-------- Information given --------

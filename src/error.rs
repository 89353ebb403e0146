use thiserror::Error;

use crate::catalog::{Layout, Role};

/// Reasons a tour cannot be started. None of them are fatal to the host.
#[derive(Debug, Clone, PartialEq, Eq, Error)]
pub enum TourError {
    #[error("tour '{0}' does not exist")]
    UnknownTour(String),

    #[error("tour '{tour_id}' is not available for role {role:?}")]
    NotEligible { tour_id: String, role: Option<Role> },

    #[error("tour '{tour_id}' has no steps for {role} on {layout}")]
    NoStepsForLayout {
        tour_id: String,
        role: Role,
        layout: Layout,
    },
}

impl TourError {
    /// Text suitable for a toast.
    pub fn user_message(&self) -> String {
        match self {
            TourError::UnknownTour(_) => "That tour could not be found.".to_string(),
            TourError::NotEligible { .. } => "This tour isn't available for your role.".to_string(),
            TourError::NoStepsForLayout { .. } => {
                "No tour steps are available for this screen size.".to_string()
            }
        }
    }
}
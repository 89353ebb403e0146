use anyhow::{Context, Result};
use log::warn;
use std::{collections::BTreeMap, fs, path::PathBuf, sync::Mutex};

use super::{lock, KeyValueStore};

/// All keys in one pretty-printed JSON object, rewritten on every change.
pub struct JsonFileStore {
    path: PathBuf,
    data: Mutex<BTreeMap<String, String>>,
}

impl JsonFileStore {
    pub fn new(path: PathBuf) -> Result<Self> {
        if let Some(parent) = path.parent() {
            fs::create_dir_all(parent).with_context(|| {
                format!("Failed to create store directory {}", parent.display())
            })?;
        }

        let data = if path.exists() {
            let contents = fs::read_to_string(&path)
                .with_context(|| format!("Failed to read store from {}", path.display()))?;
            serde_json::from_str(&contents).unwrap_or_else(|err| {
                warn!("Store {} is corrupt, starting empty: {err}", path.display());
                BTreeMap::new()
            })
        } else {
            BTreeMap::new()
        };

        Ok(Self {
            path,
            data: Mutex::new(data),
        })
    }

    fn persist(&self, data: &BTreeMap<String, String>) -> Result<()> {
        let serialized = serde_json::to_string_pretty(data)?;
        fs::write(&self.path, serialized)
            .with_context(|| format!("Failed to write store to {}", self.path.display()))
    }
}

impl KeyValueStore for JsonFileStore {
    fn get(&self, key: &str) -> Result<Option<String>> {
        Ok(lock(&self.data).get(key).cloned())
    }

    fn set(&self, key: &str, value: &str) -> Result<()> {
        let mut guard = lock(&self.data);
        guard.insert(key.to_string(), value.to_string());
        self.persist(&guard)
    }

    fn remove(&self, key: &str) -> Result<()> {
        let mut guard = lock(&self.data);
        if guard.remove(key).is_some() {
            self.persist(&guard)?;
        }
        Ok(())
    }
}
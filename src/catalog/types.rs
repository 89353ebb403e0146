//! Tour catalog data model.
//!
//! Tours and steps are immutable once loaded; the engine only ever reads them.

use serde::{Deserialize, Serialize};
use std::fmt;
use std::str::FromStr;

use anyhow::{anyhow, Error};

#[derive(Debug, Clone, Copy, Serialize, Deserialize, PartialEq, Eq, Hash, PartialOrd, Ord)]
#[serde(rename_all = "camelCase")]
pub enum Role {
    Admin,
    Editor,
    Reviewer,
    Viewer,
}

impl Role {
    pub fn as_str(&self) -> &'static str {
        match self {
            Role::Admin => "admin",
            Role::Editor => "editor",
            Role::Reviewer => "reviewer",
            Role::Viewer => "viewer",
        }
    }
}

impl fmt::Display for Role {
    fn fmt(&self, f: &mut fmt::Formatter<'_>) -> fmt::Result {
        f.write_str(self.as_str())
    }
}

impl FromStr for Role {
    type Err = Error;

    fn from_str(value: &str) -> Result<Self, Self::Err> {
        match value.to_ascii_lowercase().as_str() {
            "admin" => Ok(Role::Admin),
            "editor" => Ok(Role::Editor),
            "reviewer" => Ok(Role::Reviewer),
            "viewer" => Ok(Role::Viewer),
            other => Err(anyhow!("unknown role '{other}'")),
        }
    }
}

/// Coarse viewport class pushed in by the host on every resize.
#[derive(Debug, Clone, Copy, Serialize, Deserialize, PartialEq, Eq, Hash)]
#[serde(rename_all = "camelCase")]
pub enum Layout {
    Desktop,
    Mobile,
}

impl Default for Layout {
    fn default() -> Self {
        Layout::Desktop
    }
}

impl Layout {
    /// Widths strictly below the breakpoint are mobile.
    pub fn from_viewport_width(width: f64, breakpoint: f64) -> Self {
        if width < breakpoint {
            Layout::Mobile
        } else {
            Layout::Desktop
        }
    }

    pub fn as_str(&self) -> &'static str {
        match self {
            Layout::Desktop => "desktop",
            Layout::Mobile => "mobile",
        }
    }
}

impl fmt::Display for Layout {
    fn fmt(&self, f: &mut fmt::Formatter<'_>) -> fmt::Result {
        f.write_str(self.as_str())
    }
}

impl FromStr for Layout {
    type Err = Error;

    fn from_str(value: &str) -> Result<Self, Self::Err> {
        match value.to_ascii_lowercase().as_str() {
            "desktop" => Ok(Layout::Desktop),
            "mobile" => Ok(Layout::Mobile),
            other => Err(anyhow!("unknown layout '{other}'")),
        }
    }
}

#[derive(Debug, Clone, Copy, Serialize, Deserialize, PartialEq, Eq)]
#[serde(rename_all = "camelCase")]
pub enum LayoutApplicability {
    DesktopOnly,
    MobileOnly,
    Both,
}

impl LayoutApplicability {
    pub fn applies_to(&self, layout: Layout) -> bool {
        matches!(
            (self, layout),
            (LayoutApplicability::Both, _)
                | (LayoutApplicability::DesktopOnly, Layout::Desktop)
                | (LayoutApplicability::MobileOnly, Layout::Mobile)
        )
    }
}

impl Default for LayoutApplicability {
    fn default() -> Self {
        LayoutApplicability::Both
    }
}

/// Side of the highlighted element the instruction card prefers.
#[derive(Debug, Clone, Copy, Serialize, Deserialize, PartialEq, Eq)]
#[serde(rename_all = "camelCase")]
pub enum Placement {
    Top,
    Bottom,
    Left,
    Right,
    Center,
}

impl Default for Placement {
    fn default() -> Self {
        Placement::Bottom
    }
}

#[derive(Debug, Clone, Copy, Serialize, Deserialize, PartialEq, Eq)]
#[serde(rename_all = "camelCase")]
pub enum TourCategory {
    GettingStarted,
    FormBuilding,
    Submissions,
    Reporting,
    Administration,
}

#[derive(Debug, Clone, Serialize, Deserialize, PartialEq)]
#[serde(rename_all = "camelCase")]
pub struct Step {
    pub id: String,
    /// Opaque to the engine; resolved by the geometry host.
    pub target: String,
    pub title: String,
    pub content: String,
    #[serde(default)]
    pub route: Option<String>,
    #[serde(default)]
    pub placement: Placement,
    pub roles: Vec<Role>,
    #[serde(default)]
    pub layout: LayoutApplicability,
    pub order: i32,
}

impl Step {
    pub fn is_eligible(&self, role: Role, layout: Layout) -> bool {
        self.roles.contains(&role) && self.layout.applies_to(layout)
    }
}

#[derive(Debug, Clone, Serialize, Deserialize, PartialEq)]
#[serde(rename_all = "camelCase")]
pub struct Tour {
    pub id: String,
    pub name: String,
    pub description: String,
    pub roles: Vec<Role>,
    pub category: TourCategory,
    pub steps: Vec<Step>,
}

impl Tour {
    pub fn allows(&self, role: Role) -> bool {
        self.roles.contains(&role)
    }
}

--------

### Assigned task
For each line in the data, set it down again exactly.

### Task solution
filename src/error.rs
repository 89353ebb403e0146
use thiserror::Error;

use crate::catalog::{Layout, Role};

/// Reasons a tour cannot be started. None of them are fatal to the host.
#[derive(Debug, Clone, PartialEq, Eq, Error)]
pub enum TourError {
    #[error("tour '{0}' does not exist")]
    UnknownTour(String),

    #[error("tour '{tour_id}' is not available for role {role:?}")]
    NotEligible { tour_id: String, role: Option<Role> },

    #[error("tour '{tour_id}' has no steps for {role} on {layout}")]
    NoStepsForLayout {
        tour_id: String,
        role: Role,
        layout: Layout,
    },
}

impl TourError {
    /// Text suitable for a toast.
    pub fn user_message(&self) -> String {
        match self {
            TourError::UnknownTour(_) => "That tour could not be found.".to_string(),
            TourError::NotEligible { .. } => "This tour isn't available for your role.".to_string(),
            TourError::NoStepsForLayout { .. } => {
                "No tour steps are available for this screen size.".to_string()
            }
        }
    }
}
repository 89353ebb403e0146
use anyhow::{Context, Result};
use log::warn;
use std::{collections::BTreeMap, fs, path::PathBuf, sync::Mutex};

use super::{lock, KeyValueStore};

/// All keys in one pretty-printed JSON object, rewritten on every change.
pub struct JsonFileStore {
    path: PathBuf,
    data: Mutex<BTreeMap<String, String>>,
}

impl JsonFileStore {
    pub fn new(path: PathBuf) -> Result<Self> {
        if let Some(parent) = path.parent() {
            fs::create_dir_all(parent).with_context(|| {
                format!("Failed to create store directory {}", parent.display())
            })?;
        }

        let data = if path.exists() {
            let contents = fs::read_to_string(&path)
                .with_context(|| format!("Failed to read store from {}", path.display()))?;
            serde_json::from_str(&contents).unwrap_or_else(|err| {
                warn!("Store {} is corrupt, starting empty: {err}", path.display());
                BTreeMap::new()
            })
        } else {
            BTreeMap::new()
        };

        Ok(Self {
            path,
            data: Mutex::new(data),
        })
    }

    fn persist(&self, data: &BTreeMap<String, String>) -> Result<()> {
        let serialized = serde_json::to_string_pretty(data)?;
        fs::write(&self.path, serialized)
            .with_context(|| format!("Failed to write store to {}", self.path.display()))
    }
}

impl KeyValueStore for JsonFileStore {
    fn get(&self, key: &str) -> Result<Option<String>> {
        Ok(lock(&self.data).get(key).cloned())
    }

    fn set(&self, key: &str, value: &str) -> Result<()> {
        let mut guard = lock(&self.data);
        guard.insert(key.to_string(), value.to_string());
        self.persist(&guard)
    }

    fn remove(&self, key: &str) -> Result<()> {
        let mut guard = lock(&self.data);
        if guard.remove(key).is_some() {
            self.persist(&guard)?;
        }
        Ok(())
    }
}
filename src/catalog/types.rs
repository 89353ebb403e0146
//! Tour catalog data model.
//!
//! Tours and steps are immutable once loaded; the engine only ever reads them.

use serde::{Deserialize, Serialize};
use std::fmt;
use std::str::FromStr;

use anyhow::{anyhow, Error};

#[derive(Debug, Clone, Copy, Serialize, Deserialize, PartialEq, Eq, Hash, PartialOrd, Ord)]
#[serde(rename_all = "camelCase")]
pub enum Role {
    Admin,
    Editor,
    Reviewer,
    Viewer,
}

impl Role {
    pub fn as_str(&self) -> &'static str {
        match self {
            Role::Admin => "admin",
            Role::Editor => "editor",
            Role::Reviewer => "reviewer",
            Role::Viewer => "viewer",
        }
    }
}

impl fmt::Display for Role {
    fn fmt(&self, f: &mut fmt::Formatter<'_>) -> fmt::Result {
        f.write_str(self.as_str())
    }
}

impl FromStr for Role {
    type Err = Error;

    fn from_str(value: &str) -> Result<Self, Self::Err> {
        match value.to_ascii_lowercase().as_str() {
            "admin" => Ok(Role::Admin),
            "editor" => Ok(Role::Editor),
            "reviewer" => Ok(Role::Reviewer),
            "viewer" => Ok(Role::Viewer),
            other => Err(anyhow!("unknown role '{other}'")),
        }
    }
}

/// Coarse viewport class pushed in by the host on every resize.
#[derive(Debug, Clone, Copy, Serialize, Deserialize, PartialEq, Eq, Hash)]
#[serde(rename_all = "camelCase")]
pub enum Layout {
    Desktop,
    Mobile,
}

impl Default for Layout {
    fn default() -> Self {
        Layout::Desktop
    }
}

impl Layout {
    /// Widths strictly below the breakpoint are mobile.
    pub fn from_viewport_width(width: f64, breakpoint: f64) -> Self {
        if width < breakpoint {
            Layout::Mobile
        } else {
            Layout::Desktop
        }
    }

    pub fn as_str(&self) -> &'static str {
        match self {
            Layout::Desktop => "desktop",
            Layout::Mobile => "mobile",
        }
    }
}

impl fmt::Display for Layout {
    fn fmt(&self, f: &mut fmt::Formatter<'_>) -> fmt::Result {
        f.write_str(self.as_str())
    }
}

impl FromStr for Layout {
    type Err = Error;

    fn from_str(value: &str) -> Result<Self, Self::Err> {
        match value.to_ascii_lowercase().as_str() {
            "desktop" => Ok(Layout::Desktop),
            "mobile" => Ok(Layout::Mobile),
            other => Err(anyhow!("unknown layout '{other}'")),
        }
    }
}

#[derive(Debug, Clone, Copy, Serialize, Deserialize, PartialEq, Eq)]
#[serde(rename_all = "camelCase")]
pub enum LayoutApplicability {
    DesktopOnly,
    MobileOnly,
    Both,
}

impl LayoutApplicability {
    pub fn applies_to(&self, layout: Layout) -> bool {
        matches!(
            (self, layout),
            (LayoutApplicability::Both, _)
                | (LayoutApplicability::DesktopOnly, Layout::Desktop)
                | (LayoutApplicability::MobileOnly, Layout::Mobile)
        )
    }
}

impl Default for LayoutApplicability {
    fn default() -> Self {
        LayoutApplicability::Both
    }
}

/// Side of the highlighted element the instruction card prefers.
#[derive(Debug, Clone, Copy, Serialize, Deserialize, PartialEq, Eq)]
#[serde(rename_all = "camelCase")]
pub enum Placement {
    Top,
    Bottom,
    Left,
    Right,
    Center,
}

impl Default for Placement {
    fn default() -> Self {
        Placement::Bottom
    }
}

#[derive(Debug, Clone, Copy, Serialize, Deserialize, PartialEq, Eq)]
#[serde(rename_all = "camelCase")]
pub enum TourCategory {
    GettingStarted,
    FormBuilding,
    Submissions,
    Reporting,
    Administration,
}

#[derive(Debug, Clone, Serialize, Deserialize, PartialEq)]
#[serde(rename_all = "camelCase")]
pub struct Step {
    pub id: String,
    /// Opaque to the engine; resolved by the geometry host.
    pub target: String,
    pub title: String,
    pub content: String,
    #[serde(default)]
    pub route: Option<String>,
    #[serde(default)]
    pub placement: Placement,
    pub roles: Vec<Role>,
    #[serde(default)]
    pub layout: LayoutApplicability,
    pub order: i32,
}

impl Step {
    pub fn is_eligible(&self, role: Role, layout: Layout) -> bool {
        self.roles.contains(&role) && self.layout.applies_to(layout)
    }
}

#[derive(Debug, Clone, Serialize, Deserialize, PartialEq)]
#[serde(rename_all = "camelCase")]
pub struct Tour {
    pub id: String,
    pub name: String,
    pub description: String,
    pub roles: Vec<Role>,
    pub category: TourCategory,
    pub steps: Vec<Step>,
}

impl Tour {
    pub fn allows(&self, role: Role) -> bool {
        self.roles.contains(&role)
    }
}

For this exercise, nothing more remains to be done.